Mais de 47 mil portugueses registaram numa década o seu testamento vital, documento através do qual qualquer adulto pode manifestar de livre vontade os cuidados de saúde que pretende ou não receber quando estiver incapaz de expressar a sua vontade.
A 16 de julho de 2012 foi publicada em Diário da República a lei que veio regular as Diretivas Antecipadas da Vontade sob a forma de Testamento Vital, bem como a nomeação do chamado Procurador de Cuidados de Saúde e criar o Registo Nacional do Testamento Vital (RENTEV), que entrou em funcionamento dois anos mais tarde.
Desde 2014, foram registados cerca de 47.487 testamentos, sendo que mais de 21.800 foram outorgados por mulheres, segundo dados avançados à agência Lusa pelos Serviços Partilhados do Ministério da Saúde (SPMS).
Nos primeiros seis meses deste ano, 7.300 portugueses registaram o documento num dos muitos balcões do RENTEV espalhados pelo país ou enviaram por correio.
A região de Lisboa e Vale do Tejo tem o número mais elevado de testamentos vitais registados (19.218), seguindo-se o Norte (14.531), o Centro (6.668), o Algarve (2.485), o Alentejo (1.696), a Madeira (1.024) e os Açores (723).
Segundo os dados, as faixas etárias com maior número de registos ativos de testamento vital, que tem uma validade de cinco anos e pode ser renovado, situam-se entre os 65 e os 80 anos e entre os 50 e os 65 anos.
Em declarações à agência Lusa, Rui Nunes, principal mentor do testamento vital e presidente da Associação Portuguesa de Bioética (APB), recordou os “dois grande argumentos” que levaram a associação a apresentar a proposta da criação do testamento vital.
O primeiro foi por uma questão de direitos humanos, ou seja, para dar a possibilidade aos homens e mulheres de fazerem escolhas livres em matéria de cuidados de saúde” e, por outro lado, “criar uma ferramenta que ajudasse médicos e médicas a decidir melhor”, disse o médico e professor na Faculdade de Medicina na Universidade do Porto.
Apesar dos testamentos vitais já somarem “algumas dezenas de milhar”, considerou não ser “especialmente relevante o número absoluto”, até porque há muitos documentos registados nos notários que não estão no sistema.
Rui Nunes realçou a importância desta ferramenta que “ajuda a todos”. “Damos aos portugueses e portuguesas a possibilidade de exercerem a sua autonomia no fim da vida e, ao mesmo tempo, aos médicos e médicas a possibilidade de interpretarem adequadamente a vontade dos doentes para se sentirem mais confortáveis na prática clínica”.
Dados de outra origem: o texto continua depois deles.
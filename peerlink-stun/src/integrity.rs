use crate::attributes::*;
use crate::message::*;
use ring::hmac;
use shared::error::*;
use std::fmt;
use subtle::ConstantTimeEq;

// separator for credentials.
pub(crate) const CREDENTIALS_SEP: &str = ":";

pub(crate) const MESSAGE_INTEGRITY_SIZE: usize = 20;

/// MessageIntegrity represents MESSAGE-INTEGRITY attribute.
///
/// RFC 5389 Section 15.4
#[derive(Default, Clone)]
pub struct MessageIntegrity(pub Vec<u8>);

fn new_hmac(key: &[u8], message: &[u8]) -> Vec<u8> {
    let mac = hmac::Key::new(hmac::HMAC_SHA1_FOR_LEGACY_USE_ONLY, key);
    hmac::sign(&mac, message).as_ref().to_vec()
}

impl fmt::Display for MessageIntegrity {
    fn fmt(&self, f: &mut fmt::Formatter<'_>) -> fmt::Result {
        write!(f, "KEY: 0x{:x?}", self.0)
    }
}

impl Setter for MessageIntegrity {
    /// add_to adds MESSAGE-INTEGRITY attribute to message.

    fn add_to(&self, m: &mut Message) -> Result<()> {
        for a in &m.attributes.0 {
            // Message should not contain FINGERPRINT attribute
            // before MESSAGE-INTEGRITY.
            if a.typ == ATTR_FINGERPRINT {
                return Err(Error::ErrFingerprintBeforeIntegrity);
            }
        }

        // The text used as input to HMAC is the STUN message,
        // including the header, up to and including the attribute preceding the
        // MESSAGE-INTEGRITY attribute.
        let length = m.length;
        // The length field must already account for the MESSAGE-INTEGRITY TLV.
        m.length += (MESSAGE_INTEGRITY_SIZE + ATTRIBUTE_HEADER_SIZE) as u32;
        m.write_length();
        let v = new_hmac(&self.0, &m.raw);
        m.length = length;

        m.add(ATTR_MESSAGE_INTEGRITY, &v);

        Ok(())
    }
}

impl MessageIntegrity {
    /// new_short_term_integrity keys the HMAC with the ICE password.
    pub fn new_short_term_integrity(password: String) -> Self {
        MessageIntegrity(password.as_bytes().to_vec())
    }

    /// check checks MESSAGE-INTEGRITY attribute.
    pub fn check(&self, m: &mut Message) -> Result<()> {
        let v = m.get(ATTR_MESSAGE_INTEGRITY)?;

        // Attributes after MESSAGE-INTEGRITY (FINGERPRINT) were not part of
        // the length when the HMAC was computed.
        let length = m.length as usize;
        let mut after_integrity = false;
        let mut size_reduced = 0;

        for a in &m.attributes.0 {
            if after_integrity {
                size_reduced += nearest_padded_value_length(a.length as usize);
                size_reduced += ATTRIBUTE_HEADER_SIZE;
            }
            if a.typ == ATTR_MESSAGE_INTEGRITY {
                after_integrity = true;
            }
        }

        m.length -= size_reduced as u32;
        m.write_length();
        // start_of_hmac should be first byte of integrity attribute.
        let start_of_hmac = MESSAGE_HEADER_SIZE + m.length as usize
            - (ATTRIBUTE_HEADER_SIZE + MESSAGE_INTEGRITY_SIZE);
        let b = &m.raw[..start_of_hmac]; // data before integrity attribute
        let expected = new_hmac(&self.0, b);
        m.length = length as u32;
        m.write_length(); // writing length back

        if v.ct_eq(&expected).into() {
            Ok(())
        } else {
            Err(Error::ErrIntegrityMismatch)
        }
    }
}
use super::*;

use std::io::{BufReader, BufWriter};

#[test]
fn test_alert() -> Result<()> {
    let raw = vec![0x02, 0x0A];
    let mut reader = BufReader::new(raw.as_slice());
    let alert = Alert::unmarshal(&mut reader)?;
    assert_eq!(alert, Alert::fatal(AlertDescription::UnexpectedMessage));

    let mut out = vec![];
    {
        let mut writer = BufWriter::<&mut Vec<u8>>::new(out.as_mut());
        alert.marshal(&mut writer)?;
    }
    assert_eq!(out, raw);

    Ok(())
}

#[test]
fn test_alert_invalid_values() -> Result<()> {
    let raw = vec![0x03, 0x99];
    let mut reader = BufReader::new(raw.as_slice());
    let alert = Alert::unmarshal(&mut reader)?;
    assert_eq!(alert.alert_level, AlertLevel::Invalid);
    assert_eq!(alert.alert_description, AlertDescription::Invalid);

    let short = vec![0x02];
    let mut reader = BufReader::new(short.as_slice());
    assert!(Alert::unmarshal(&mut reader).is_err());

    Ok(())
}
Fazendo um balanço de 10 anos desta lei, afirmou que “é uma enorme mais-valia”, porque mostra que Portugal é “um país no caminho da civilização e desenvolvido”.
É evidente que estes números também devem ser um sinal de alerta de que todos devemos, no fundo, ter um papel mais proativo em matéria de literacia em saúde, para que possamos melhor informar as pessoas sobre a existência do testamento vital” porque haverá muitos portugueses que gostariam de o fazer, mas não sabem que há essa possibilidade.
Para o especialista, é preciso ir mais longe e haver “uma mobilização nacional” de educação para a saúde sobre o testamento vital que é voluntário e gratuito.
Este tem que ser o nosso caminho. E, obviamente, a comunicação social tem um papel central, porque os organismos públicos da saúde, por si só, não conseguem cumprir essa tarefa”, disse, defendendo também que os hospitais e centros de saúde devem ser mais proativos em divulgar a existência do testamento vital.
Para Rui Nunes, é preciso que “o sistema de saúde seja reforçado, a profissão médica acarinhada, porque, obviamente, se os médicos não têm as condições adequadas de trabalho, como hão de cumprir esta outra missão de informar a população”.
Disse ainda estar convicto de que se esta “estratégia multifacetada” for desenvolvida o número de testamentos vitais vai “crescer exponencialmente”.
“Uma estratégia destas a uma década vai fazer com que 60 a 70% da população adulta e sénior tenha um testamento vital”, sublinhou.